### WHAT YOU HAVE TO DO
Each line that contains the word "after" counts once; give the total for the records below and nothing else.

Collected data
Content starts

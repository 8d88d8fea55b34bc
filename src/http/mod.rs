//! HTTP protocol handling subsystem.
//!
//! # Data Flow
//! ```text
//! TCP connection
//!     → server.rs (hyper HTTP/1 connection, accept loop)
//!     → request.rs (keep-alive intent, body accumulation)
//!     → [bridge runs the Thrift processor]
//!     → response.rs (status, framing headers, body)
//!     → Send to client
//! ```

pub mod request;
pub mod response;
pub mod server;

pub use request::{CompletedRequest, RequestAccumulator, RequestHead};
pub use response::ResponseWriter;
pub use server::HttpServer;
//! Structured logging.
//!
//! # Design Decisions
//! - Uses tracing crate for structured logging
//! - `RUST_LOG` overrides the configured level

use tracing_subscriber::{layer::SubscriberExt, util::SubscriberInitExt, EnvFilter};

use crate::config::ObservabilityConfig;

/// Filter used when `RUST_LOG` is not set.
pub fn default_filter(config: &ObservabilityConfig) -> String {
    let level = config.log_level.to_ascii_lowercase();
    format!("thrift_http={level},hyper=warn")
}

/// Install the global tracing subscriber.
///
/// Fails if a global subscriber is already installed.
pub fn init_logging(
    config: &ObservabilityConfig,
) -> Result<(), tracing_subscriber::util::TryInitError> {
    tracing_subscriber::registry()
        .with(EnvFilter::try_from_default_env().unwrap_or_else(|_| default_filter(config).into()))
        .with(tracing_subscriber::fmt::layer())
        .try_init()
}
//! Lifecycle management subsystem.
//!
//! # Data Flow
//! ```text
//! Signals (signals.rs):
//!     SIGTERM/SIGINT → Shutdown::trigger
//!
//! Shutdown (shutdown.rs):
//!     trigger → server stops accepting → connections drain → exit
//! ```
//!
//! # Design Decisions
//! - Shutdown has timeout: connections still open after the deadline are abandoned

pub mod shutdown;
pub mod signals;

pub use shutdown::Shutdown;
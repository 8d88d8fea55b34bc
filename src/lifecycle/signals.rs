//! OS signal handling.
//!
//! SIGINT (Ctrl+C) and, on Unix, SIGTERM both request a graceful shutdown.

use std::io;

/// Wait for the first termination signal.
pub async fn wait_for_signal() -> io::Result<()> {
    #[cfg(unix)]
    {
        use tokio::signal::unix::{signal, SignalKind};

        let mut terminate = signal(SignalKind::terminate())?;
        tokio::select! {
            res = tokio::signal::ctrl_c() => res?,
            _ = terminate.recv() => {}
        }
    }

    #[cfg(not(unix))]
    tokio::signal::ctrl_c().await?;

    tracing::info!("Shutdown signal received");
    Ok(())
}
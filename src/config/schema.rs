//! Configuration schema definitions.
//!
//! This module defines the complete configuration structure for the adapter.
//! All types derive Serde traits for deserialization from config files.

use std::time::Duration;

use serde::{Deserialize, Serialize};

use crate::codec::ProtocolKind;

/// Root configuration for the adapter.
#[derive(Debug, Clone, Deserialize, Serialize, Default)]
#[serde(default)]
pub struct AdapterConfig {
    /// Listener configuration (bind address, connection limit).
    pub listener: ListenerConfig,

    /// Wire protocols on both sides of the processor.
    pub protocol: ProtocolConfig,

    /// Timeout configuration.
    pub timeouts: TimeoutConfig,

    /// Request size limits.
    pub limits: LimitsConfig,

    /// Observability settings.
    pub observability: ObservabilityConfig,
}

/// Listener configuration.
#[derive(Debug, Clone, Deserialize, Serialize)]
#[serde(default)]
pub struct ListenerConfig {
    /// Bind address (e.g., "0.0.0.0:9090").
    pub bind_address: String,

    /// Maximum concurrent connections (backpressure).
    pub max_connections: usize,
}

impl Default for ListenerConfig {
    fn default() -> Self {
        Self {
            bind_address: "0.0.0.0:9090".to_string(),
            max_connections: 10_000,
        }
    }
}

/// Protocol selection, fixed for the lifetime of the server.
#[derive(Debug, Clone, Copy, Deserialize, Serialize, Default)]
#[serde(default)]
pub struct ProtocolConfig {
    /// Protocol used to decode requests.
    pub input: ProtocolKind,

    /// Protocol used to encode responses.
    pub output: ProtocolKind,
}

/// Timeout configuration.
#[derive(Debug, Clone, Deserialize, Serialize)]
#[serde(default)]
pub struct TimeoutConfig {
    /// Deadline for one processor invocation in milliseconds.
    pub processing_ms: u64,

    /// Time allowed for connections to drain on shutdown, in seconds.
    pub shutdown_secs: u64,
}

impl TimeoutConfig {
    pub fn processing(&self) -> Duration {
        Duration::from_millis(self.processing_ms)
    }

    pub fn shutdown(&self) -> Duration {
        Duration::from_secs(self.shutdown_secs)
    }
}

impl Default for TimeoutConfig {
    fn default() -> Self {
        Self {
            processing_ms: 5_000,
            shutdown_secs: 30,
        }
    }
}

/// Request limits.
#[derive(Debug, Clone, Deserialize, Serialize)]
#[serde(default)]
pub struct LimitsConfig {
    /// Maximum request body size in bytes.
    pub max_body_size: usize,
}

impl Default for LimitsConfig {
    fn default() -> Self {
        Self {
            max_body_size: 4 * 1024 * 1024, // 4MB
        }
    }
}

/// Observability configuration.
#[derive(Debug, Clone, Deserialize, Serialize)]
#[serde(default)]
pub struct ObservabilityConfig {
    /// Log level (trace, debug, info, warn, error).
    pub log_level: String,

    /// Enable metrics endpoint.
    pub metrics_enabled: bool,

    /// Metrics endpoint bind address.
    pub metrics_address: String,
}

impl Default for ObservabilityConfig {
    fn default() -> Self {
        Self {
            log_level: "info".to_string(),
            metrics_enabled: false,
            metrics_address: "0.0.0.0:9100".to_string(),
        }
    }
}
//! HTTP transport for Apache Thrift processors.
//!
//! Each HTTP request body is one Thrift message. The body is decoded with the
//! configured input protocol, handed to a synchronous [`thrift::server::TProcessor`]
//! on Tokio's blocking pool, and the encoded reply is sent back as the
//! response body.

pub mod bridge;
pub mod codec;
pub mod config;
pub mod http;
pub mod lifecycle;
pub mod net;
pub mod observability;
pub mod ping;
pub mod transport;

pub use bridge::{ProcessingBridge, ProcessingFailure, ProcessingOutcome, SharedProcessor};
pub use codec::ProtocolKind;
pub use config::AdapterConfig;
pub use crate::http::HttpServer;
pub use lifecycle::Shutdown;
pub use transport::MemoryTransport;
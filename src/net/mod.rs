//! Network layer subsystem.
//!
//! # Data Flow
//! ```text
//! Incoming TCP connection
//!     → listener.rs (accept loop, connection limits)
//!     → connection.rs (lifecycle tracking, request state machine)
//!     → Hand off to HTTP layer
//!
//! Request States:
//!     Idle → AccumulatingBody → Processing → Idle | Closed
//! ```
//!
//! # Design Decisions
//! - Bounded accept queue prevents resource exhaustion
//! - Each connection tracked for graceful shutdown
//! - One request in flight per connection; pipelining is rejected

pub mod connection;
pub mod listener;

pub use connection::{ConnectionHandler, ConnectionId, ConnectionTracker, HandlerError};
pub use listener::Listener;
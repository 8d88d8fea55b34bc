//! Thrift protocol selection.
//!
//! Request bytes come from the network, so the input side is wrapped in
//! [`BoundedInputProtocol`]: every declared length or element count is checked
//! against the bytes actually left in the request before the underlying
//! protocol gets to allocate for it.

use std::fmt;
use std::io::{Read, Write};

use bytes::Bytes;
use serde::{Deserialize, Serialize};
use thrift::protocol::{
    TBinaryInputProtocol, TBinaryOutputProtocol, TCompactInputProtocol, TCompactOutputProtocol,
    TFieldIdentifier, TInputProtocol, TListIdentifier, TMapIdentifier, TMessageIdentifier,
    TOutputProtocol, TSetIdentifier, TStructIdentifier,
};
use thrift::{ProtocolError, ProtocolErrorKind};

use crate::transport::{MemoryTransport, ReadProgress};

/// Content type announced for Thrift payloads.
pub const THRIFT_CONTENT_TYPE: &str = "application/x-thrift";

/// Wire encoding used on one side of the bridge.
#[derive(Debug, Clone, Copy, PartialEq, Eq, Default, Deserialize, Serialize)]
#[serde(rename_all = "lowercase")]
pub enum ProtocolKind {
    /// Strict binary protocol (versioned message header).
    #[default]
    Binary,
    /// Compact protocol.
    Compact,
}

impl ProtocolKind {
    /// Bind a decoder of this kind to `transport`.
    pub fn input_protocol<'a, T>(self, transport: T) -> Box<dyn TInputProtocol + 'a>
    where
        T: Read + 'a,
    {
        match self {
            ProtocolKind::Binary => Box::new(TBinaryInputProtocol::new(transport, true)),
            ProtocolKind::Compact => Box::new(TCompactInputProtocol::new(transport)),
        }
    }

    /// Bind an encoder of this kind to `transport`.
    pub fn output_protocol<'a, T>(self, transport: T) -> Box<dyn TOutputProtocol + 'a>
    where
        T: Write + 'a,
    {
        match self {
            ProtocolKind::Binary => Box::new(TBinaryOutputProtocol::new(transport, true)),
            ProtocolKind::Compact => Box::new(TCompactOutputProtocol::new(transport)),
        }
    }

    /// Decoder of this kind over an in-memory copy of `request`, with length
    /// checks.
    pub fn bounded_input_protocol(self, request: Bytes) -> BoundedInputProtocol {
        let transport = MemoryTransport::with_content(request.to_vec());
        let progress = transport.progress();
        BoundedInputProtocol {
            inner: self.input_protocol(transport),
            kind: self,
            request,
            progress,
        }
    }

    /// Content type for responses encoded with this kind.
    pub fn content_type(self) -> &'static str {
        THRIFT_CONTENT_TYPE
    }
}

impl fmt::Display for ProtocolKind {
    fn fmt(&self, f: &mut fmt::Formatter<'_>) -> fmt::Result {
        match self {
            ProtocolKind::Binary => f.write_str("binary"),
            ProtocolKind::Compact => f.write_str("compact"),
        }
    }
}

/// Input protocol that refuses lengths the request cannot hold.
///
/// The plain protocols trust length prefixes: a negative binary length turns
/// into a huge allocation and panics. Strings and binaries are checked before
/// delegating; list, set and map counts are checked right after the header is
/// read, since every element takes at least one byte.
pub struct BoundedInputProtocol {
    inner: Box<dyn TInputProtocol>,
    kind: ProtocolKind,
    request: Bytes,
    progress: ReadProgress,
}

impl BoundedInputProtocol {
    fn unread(&self) -> &[u8] {
        self.request.get(self.progress.position()..).unwrap_or_default()
    }

    /// Check the length prefix found `offset` bytes past the read position.
    ///
    /// A prefix cut short by the end of the request is left to the inner
    /// protocol, which reports it as end of file.
    fn check_length_at(&self, offset: usize) -> thrift::Result<()> {
        let Some(unread) = self.unread().get(offset..) else {
            return Ok(());
        };
        let (len, header) = match self.kind {
            ProtocolKind::Binary => match unread.first_chunk::<4>() {
                Some(prefix) => (i64::from(i32::from_be_bytes(*prefix)), 4),
                None => return Ok(()),
            },
            ProtocolKind::Compact => match read_varint(unread) {
                Some((len, used)) => (len as i64, used),
                None => return Ok(()),
            },
        };
        check_size(len, unread.len() - header)
    }

    /// Offset of the method name's length prefix inside a message header.
    fn name_offset(&self) -> Option<usize> {
        let unread = self.unread();
        match self.kind {
            ProtocolKind::Binary => unread.starts_with(&[0x80, 0x01]).then_some(4),
            ProtocolKind::Compact => {
                if unread.first() != Some(&0x82) {
                    return None;
                }
                let (_, used) = read_varint(unread.get(2..)?)?;
                Some(2 + used)
            }
        }
    }

    fn check_count(&self, count: i32) -> thrift::Result<()> {
        check_size(i64::from(count), self.unread().len())
    }
}

/// Decode an unsigned LEB128 varint of at most five bytes.
fn read_varint(bytes: &[u8]) -> Option<(u64, usize)> {
    let mut value = 0u64;
    for (i, byte) in bytes.iter().take(5).enumerate() {
        value |= u64::from(byte & 0x7f) << (7 * i);
        if byte & 0x80 == 0 {
            return Some((value, i + 1));
        }
    }
    None
}

fn check_size(declared: i64, available: usize) -> thrift::Result<()> {
    if declared < 0 {
        return Err(ProtocolError::new(
            ProtocolErrorKind::NegativeSize,
            format!("negative size {declared}"),
        )
        .into());
    }
    if declared as u64 > available as u64 {
        return Err(ProtocolError::new(
            ProtocolErrorKind::SizeLimit,
            format!("declared size {declared} exceeds the {available} bytes left"),
        )
        .into());
    }
    Ok(())
}

impl TInputProtocol for BoundedInputProtocol {
    fn read_message_begin(&mut self) -> thrift::Result<TMessageIdentifier> {
        if let Some(offset) = self.name_offset() {
            self.check_length_at(offset)?;
        }
        self.inner.read_message_begin()
    }

    fn read_message_end(&mut self) -> thrift::Result<()> {
        self.inner.read_message_end()
    }

    fn read_struct_begin(&mut self) -> thrift::Result<Option<TStructIdentifier>> {
        self.inner.read_struct_begin()
    }

    fn read_struct_end(&mut self) -> thrift::Result<()> {
        self.inner.read_struct_end()
    }

    fn read_field_begin(&mut self) -> thrift::Result<TFieldIdentifier> {
        self.inner.read_field_begin()
    }

    fn read_field_end(&mut self) -> thrift::Result<()> {
        self.inner.read_field_end()
    }

    fn read_bool(&mut self) -> thrift::Result<bool> {
        self.inner.read_bool()
    }

    fn read_bytes(&mut self) -> thrift::Result<Vec<u8>> {
        self.check_length_at(0)?;
        self.inner.read_bytes()
    }

    fn read_i8(&mut self) -> thrift::Result<i8> {
        self.inner.read_i8()
    }

    fn read_i16(&mut self) -> thrift::Result<i16> {
        self.inner.read_i16()
    }

    fn read_i32(&mut self) -> thrift::Result<i32> {
        self.inner.read_i32()
    }

    fn read_i64(&mut self) -> thrift::Result<i64> {
        self.inner.read_i64()
    }

    fn read_double(&mut self) -> thrift::Result<f64> {
        self.inner.read_double()
    }

    fn read_string(&mut self) -> thrift::Result<String> {
        self.check_length_at(0)?;
        self.inner.read_string()
    }

    fn read_list_begin(&mut self) -> thrift::Result<TListIdentifier> {
        let ident = self.inner.read_list_begin()?;
        self.check_count(ident.size)?;
        Ok(ident)
    }

    fn read_list_end(&mut self) -> thrift::Result<()> {
        self.inner.read_list_end()
    }

    fn read_set_begin(&mut self) -> thrift::Result<TSetIdentifier> {
        let ident = self.inner.read_set_begin()?;
        self.check_count(ident.size)?;
        Ok(ident)
    }

    fn read_set_end(&mut self) -> thrift::Result<()> {
        self.inner.read_set_end()
    }

    fn read_map_begin(&mut self) -> thrift::Result<TMapIdentifier> {
        let ident = self.inner.read_map_begin()?;
        self.check_count(ident.size)?;
        Ok(ident)
    }

    fn read_map_end(&mut self) -> thrift::Result<()> {
        self.inner.read_map_end()
    }

    fn read_byte(&mut self) -> thrift::Result<u8> {
        self.inner.read_byte()
    }
}

impl fmt::Debug for BoundedInputProtocol {
    fn fmt(&self, f: &mut fmt::Formatter<'_>) -> fmt::Result {
        f.debug_struct("BoundedInputProtocol")
            .field("kind", &self.kind)
            .field("len", &self.request.len())
            .field("position", &self.progress.position())
            .finish()
    }
}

Content ends

### ANSWER BELOW
2